Please work out how many of the lines below include "SchemeId". Only the number should be given.

[PROVIDED INFORMATION — start]

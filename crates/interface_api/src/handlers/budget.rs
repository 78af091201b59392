//! Budget handlers

use axum::extract::{Path, State};
use axum::Json;
use chrono::NaiveDate;
use uuid::Uuid;
use validator::Validate;

use core_kernel::{
    BudgetId, BudgetLineId, Currency, DateRange, Money, RequestContext, SchemeId,
};
use domain_budget::{BudgetVsActualRow, CategoryActual, CreateBudgetRequest, UpsertLineRequest};

use crate::dto::budget::{
    BudgetResponse, BudgetWithLinesResponse, CreateBudgetDto, UpsertLineDto,
};
use crate::error::ApiError;
use crate::AppState;

fn ctx(scheme_id: Uuid) -> RequestContext {
    RequestContext::for_scheme(SchemeId::from_uuid(scheme_id))
}

/// Creates a draft budget for a financial year and fund
pub async fn create_budget(
    State(state): State<AppState>,
    Path(scheme_id): Path<Uuid>,
    Json(dto): Json<CreateBudgetDto>,
) -> Result<Json<BudgetResponse>, ApiError> {
    dto.validate()?;
    let request = CreateBudgetRequest {
        financial_year: dto.financial_year,
        fund_type: dto.fund_type,
    };
    let budget = state.budgets.create_budget(&ctx(scheme_id), request).await?;
    Ok(Json(budget.into()))
}

/// Lists a scheme's budgets
pub async fn list_budgets(
    State(state): State<AppState>,
    Path(scheme_id): Path<Uuid>,
) -> Result<Json<Vec<BudgetResponse>>, ApiError> {
    let budgets = state.budgets.list_budgets(&ctx(scheme_id)).await?;
    Ok(Json(budgets.into_iter().map(Into::into).collect()))
}

/// Fetches a budget with its line items
pub async fn get_budget(
    State(state): State<AppState>,
    Path((scheme_id, id)): Path<(Uuid, Uuid)>,
) -> Result<Json<BudgetWithLinesResponse>, ApiError> {
    let budget = state
        .budgets
        .get_budget(&ctx(scheme_id), BudgetId::from_uuid(id))
        .await?;
    Ok(Json(budget.into()))
}

/// Adds or edits one budget line
pub async fn upsert_line(
    State(state): State<AppState>,
    Path((scheme_id, id)): Path<(Uuid, Uuid)>,
    Json(dto): Json<UpsertLineDto>,
) -> Result<Json<BudgetWithLinesResponse>, ApiError> {
    dto.validate()?;
    let currency = Currency::default();
    let request = UpsertLineRequest {
        line_id: dto.line_id.map(BudgetLineId::from_uuid),
        category_code: dto.category_code,
        category_name: dto.category_name,
        budgeted_amount: Money::new(dto.budgeted_amount, currency),
        prior_year_actual: dto.prior_year_actual.map(|a| Money::new(a, currency)),
    };
    let budget = state
        .budgets
        .upsert_line(&ctx(scheme_id), BudgetId::from_uuid(id), request)
        .await?;
    Ok(Json(budget.into()))
}

/// Removes one budget line
pub async fn remove_line(
    State(state): State<AppState>,
    Path((scheme_id, id, line_id)): Path<(Uuid, Uuid, Uuid)>,
) -> Result<Json<BudgetWithLinesResponse>, ApiError> {
    let budget = state
        .budgets
        .remove_line(
            &ctx(scheme_id),
            BudgetId::from_uuid(id),
            BudgetLineId::from_uuid(line_id),
        )
        .await?;
    Ok(Json(budget.into()))
}

/// Submits a draft budget for review
pub async fn submit_for_review(
    State(state): State<AppState>,
    Path((scheme_id, id)): Path<(Uuid, Uuid)>,
) -> Result<Json<BudgetResponse>, ApiError> {
    let budget = state
        .budgets
        .submit_for_review(&ctx(scheme_id), BudgetId::from_uuid(id))
        .await?;
    Ok(Json(budget.into()))
}

/// Approves a budget
pub async fn approve(
    State(state): State<AppState>,
    Path((scheme_id, id)): Path<(Uuid, Uuid)>,
) -> Result<Json<BudgetResponse>, ApiError> {
    let budget = state
        .budgets
        .approve(&ctx(scheme_id), BudgetId::from_uuid(id))
        .await?;
    Ok(Json(budget.into()))
}

/// Reopens an approved budget for amendment
pub async fn amend(
    State(state): State<AppState>,
    Path((scheme_id, id)): Path<(Uuid, Uuid)>,
) -> Result<Json<BudgetResponse>, ApiError> {
    let budget = state
        .budgets
        .amend(&ctx(scheme_id), BudgetId::from_uuid(id))
        .await?;
    Ok(Json(budget.into()))
}

/// Deletes a draft budget
pub async fn delete_budget(
    State(state): State<AppState>,
    Path((scheme_id, id)): Path<(Uuid, Uuid)>,
) -> Result<Json<serde_json::Value>, ApiError> {
    state
        .budgets
        .delete_budget(&ctx(scheme_id), BudgetId::from_uuid(id))
        .await?;
    Ok(Json(serde_json::json!({ "result": "deleted" })))
}

/// Builds the budget-vs-actual variance report
///
/// Actuals come from the ledger's expense categories for the budget's
/// fund over its financial year (July through June).
pub async fn variance_report(
    State(state): State<AppState>,
    Path((scheme_id, id)): Path<(Uuid, Uuid)>,
) -> Result<Json<Vec<BudgetVsActualRow>>, ApiError> {
    let ctx = ctx(scheme_id);
    let budget_id = BudgetId::from_uuid(id);
    let budget = state.budgets.get_budget(&ctx, budget_id).await?.budget;

    let range = fiscal_year_range(budget.financial_year)
        .ok_or_else(|| ApiError::BadRequest("Financial year out of range".to_string()))?;
    let statement = state.reporting.income_statement_report(&ctx, range).await?;
    let actuals: Vec<CategoryActual> = statement
        .funds
        .into_iter()
        .filter(|f| f.fund_type == budget.fund_type)
        .flat_map(|f| f.expenses)
        .map(|row| CategoryActual {
            category_code: row.category_code,
            actual: row.total,
        })
        .collect();

    let report = state
        .budgets
        .budget_vs_actual_report(&ctx, budget_id, &actuals)
        .await?;
    Ok(Json(report))
}

/// The July–June date range for a financial year named by its ending
/// calendar year
fn fiscal_year_range(financial_year: i32) -> Option<DateRange> {
    let start = NaiveDate::from_ymd_opt(financial_year - 1, 7, 1)?;
    let end = NaiveDate::from_ymd_opt(financial_year, 6, 30)?;
    DateRange::new(start, end).ok()
}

[PROVIDED INFORMATION — finish]

WRITTEN RESPONSE
2